Anyone who has been here knows that the Light in Kenya is as much a protagonist as the animals themselves.

 

I discovered this when my dream of seeing Africa came true. A ten-day horse safari in Northern Kenya turned, four months later, into a new  life.

 

Galloping across the plains with zebra and giraffe, trotting away from an over-protective matriarchal elephant and keeping my sore legs tightly in the stirrups in case of a surprise appearance by a buffalo made me feel as good as I ever had. But it was the combination of that sensation with the glow of dawn and the haze of sunset that I remembered most. Once back in Tuscany, my mind didn’t reminisce about ‘that gallop with the eland’, it remembered ‘that light in the sky as I galloped with the eland’.

 

Thus, I left a life of teaching Italian literature, making my own olive oil and helping travellers enjoy the best of Italy to live in Kenya.

 

Each evening, as the sun goes down, I walk amidst zebra, wildebeest, waterbuck, impala, gazelle and giraffe – oh to walk under the graceful gaze of a giraffe.  I feel privileged and humbled to be part of this world.

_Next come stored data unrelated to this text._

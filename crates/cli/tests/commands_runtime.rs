use std::env;
use std::io::Cursor;
use std::sync::{Arc, Mutex, OnceLock};

use horizon_agent::{AgentRuntime, ScriptedLlmClient};
use horizon_cli::commands::menu::MenuSession;
use horizon_cli::commands::{config, doctor, migrate, prune, seed};
use horizon_db::Repositories;
use serde_json::Value;

const VALID_ENV: &[(&str, &str)] = &[
    ("HORIZON_LLM_API_KEY", "sk-test-key-0123456789"),
    ("HORIZON_JWT_SECRET", "cli-test-secret"),
    ("HORIZON_DATABASE_URL", "sqlite::memory:"),
];

#[test]
fn migrate_returns_success_with_valid_env() {
    with_env(VALID_ENV, || {
        let result = migrate::run();
        assert_eq!(result.exit_code, 0, "expected successful migrate run");

        let payload = parse_payload(&result.output);
        assert_eq!(payload["command"], "migrate");
        assert_eq!(payload["status"], "ok");
    });
}

#[test]
fn migrate_returns_config_failure_without_secrets() {
    with_env(&[("HORIZON_DATABASE_URL", "sqlite::memory:")], || {
        let result = migrate::run();
        assert_eq!(result.exit_code, 2, "expected config validation failure code");

        let payload = parse_payload(&result.output);
        assert_eq!(payload["status"], "error");
        assert_eq!(payload["error_class"], "config_validation");
    });
}

#[test]
fn seed_reports_catalog_sizes_and_is_repeatable() {
    with_env(VALID_ENV, || {
        let first = seed::run();
        assert_eq!(first.exit_code, 0, "expected first seed invocation success");
        let first_payload = parse_payload(&first.output);
        assert_eq!(first_payload["command"], "seed");
        assert_eq!(first_payload["status"], "ok");
        let message = first_payload["message"].as_str().unwrap_or_default();
        assert!(message.contains("partner organizations"));
        assert!(message.contains("knowledge entries"));

        let second = seed::run();
        assert_eq!(second.exit_code, 0, "expected second seed invocation success");
        assert_eq!(first_payload["message"], parse_payload(&second.output)["message"]);
    });
}

#[test]
fn prune_on_an_empty_database_deletes_nothing() {
    with_env(VALID_ENV, || {
        let result = prune::run();
        assert_eq!(result.exit_code, 0);

        let payload = parse_payload(&result.output);
        assert_eq!(payload["command"], "prune");
        let message = payload["message"].as_str().unwrap_or_default();
        assert!(message.starts_with("pruned 0 partner searches older than 30 days"));
    });
}

#[test]
fn config_redacts_secrets_and_attributes_sources() {
    with_env(VALID_ENV, || {
        let output = config::run();

        assert!(output.contains("- database.url = sqlite::memory: (source: env (HORIZON_DATABASE_URL))"));
        assert!(output.contains("- llm.api_key = sk-t*** (source: env (HORIZON_LLM_API_KEY))"));
        assert!(output.contains("- auth.jwt_secret = cli-***"));
        assert!(!output.contains("cli-test-secret"));
        assert!(output.contains("- server.port = 8000 (source: default)"));
    });
}

#[test]
fn doctor_json_passes_with_valid_env() {
    with_env(VALID_ENV, || {
        let report: Value =
            serde_json::from_str(&doctor::run(true)).expect("doctor output should be JSON");

        assert_eq!(report["overall_status"], "pass");
        let names: Vec<&str> =
            report["checks"].as_array().expect("checks").iter().filter_map(|c| c["name"].as_str()).collect();
        assert_eq!(names, ["config_validation", "llm_settings", "database_connectivity"]);
    });
}

#[test]
fn doctor_skips_dependent_checks_when_config_fails() {
    with_env(&[], || {
        let report: Value =
            serde_json::from_str(&doctor::run(true)).expect("doctor output should be JSON");

        assert_eq!(report["overall_status"], "fail");
        assert_eq!(report["checks"][0]["status"], "fail");
        assert_eq!(report["checks"][1]["status"], "skipped");
        assert_eq!(report["checks"][2]["status"], "skipped");

        assert!(doctor::run(false).contains("- [skip] database_connectivity"));
    });
}

#[tokio::test]
async fn menu_session_runs_partner_search_and_chat_in_process() {
    let llm = Arc::new(ScriptedLlmClient::with_reply("Consider a youth exchange in Spain."));
    let runtime = AgentRuntime::new(llm.clone(), Repositories::in_memory()).expect("runtime");
    let script = "2\ndigital inclusion\nGermany, Spain\n\n4\n2\nWho should we invite?\nquit\n5\n9\n6\n";

    let mut session =
        MenuSession::new(&runtime, "cli-user", Cursor::new(script.as_bytes()), Vec::new());
    session.run().await.expect("menu session");
    let output = String::from_utf8(session.into_output()).expect("utf8");

    assert!(output.contains("potential partners:"));
    assert!(!output.contains("(Finland,"));
    assert!(output.contains("Connected to the planning assistant"));
    assert!(output.contains("Assistant: Consider a youth exchange in Spain."));
    assert!(output.contains("Focus areas: Digital Transformation"));
    assert!(output.contains("Unknown option `9`"));
    assert!(output.trim_end().ends_with("Goodbye."));

    let sent = llm.requests().await;
    assert_eq!(sent.len(), 1);
    assert_eq!(sent[0].user, "Who should we invite?");
}

#[tokio::test]
async fn menu_stops_cleanly_when_input_ends() {
    let runtime =
        AgentRuntime::new(Arc::new(ScriptedLlmClient::new()), Repositories::in_memory()).expect("runtime");

    let mut session = MenuSession::new(&runtime, "cli-user", Cursor::new("1\n\n".as_bytes()), Vec::new());
    session.run().await.expect("menu session");
    let output = String::from_utf8(session.into_output()).expect("utf8");

    assert!(output.contains("Please provide an initial concept to get started."));
}

fn parse_payload(output: &str) -> Value {
    serde_json::from_str(output).expect("command output should be valid JSON")
}

fn with_env(vars: &[(&str, &str)], test_fn: impl FnOnce()) {
    static ENV_LOCK: OnceLock<Mutex<()>> = OnceLock::new();
    let _guard =
        ENV_LOCK.get_or_init(|| Mutex::new(())).lock().expect("env mutex should not be poisoned");

    let keys = [
        "HORIZON_DATABASE_URL",
        "HORIZON_DATABASE_MAX_CONNECTIONS",
        "HORIZON_DATABASE_TIMEOUT_SECS",
        "HORIZON_LLM_PROVIDER",
        "HORIZON_LLM_API_KEY",
        "HORIZON_LLM_BASE_URL",
        "HORIZON_LLM_MODEL",
        "HORIZON_LLM_TIMEOUT_SECS",
        "HORIZON_JWT_SECRET",
        "HORIZON_JWT_ALGORITHM",
        "HORIZON_JWT_EXPIRATION_HOURS",
        "HORIZON_SERVER_BIND_ADDRESS",
        "HORIZON_SERVER_PORT",
        "HORIZON_ALLOWED_ORIGINS",
        "HORIZON_SERVER_GRACEFUL_SHUTDOWN_SECS",
        "HORIZON_RETENTION_PARTNER_SEARCH_DAYS",
        "HORIZON_RETENTION_SESSION_DAYS",
        "HORIZON_LOGGING_LEVEL",
        "HORIZON_LOGGING_FORMAT",
        "HORIZON_LOG_LEVEL",
        "HORIZON_LOG_FORMAT",
    ];

    let previous_values: Vec<(&str, Option<String>)> =
        keys.iter().map(|key| (*key, env::var(key).ok())).collect();

    for key in &keys {
        env::remove_var(key);
    }
    for (key, value) in vars {
        env::set_var(key, value);
    }

    test_fn();

    for (key, value) in previous_values {
        if let Some(value) = value {
            env::set_var(key, value);
        } else {
            env::remove_var(key);
        }
    }
}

Few  places on our planet are not dominated by man. The fact that each night I must beware not to surprise the family of four hippos who come out of the lake to graze in my front garden, makes me feel that nature is as it is meant to be here and that I belong to it in just the right way.

 

In Florence, I often sipped campari as I sat on a roof terrace and watched the sun set slowly behind the Ponte Vecchio. In Kenya, I now sit on the roof of a land-rover, sipping wine and watching the equatorial sun descend much more quickly. The zebra gather together, the giraffe lie down and the hippo make their way out of the water to graze. It is all still happening in the darkness and I can’t wait for the light to return so I can belong to it all again tomorrow.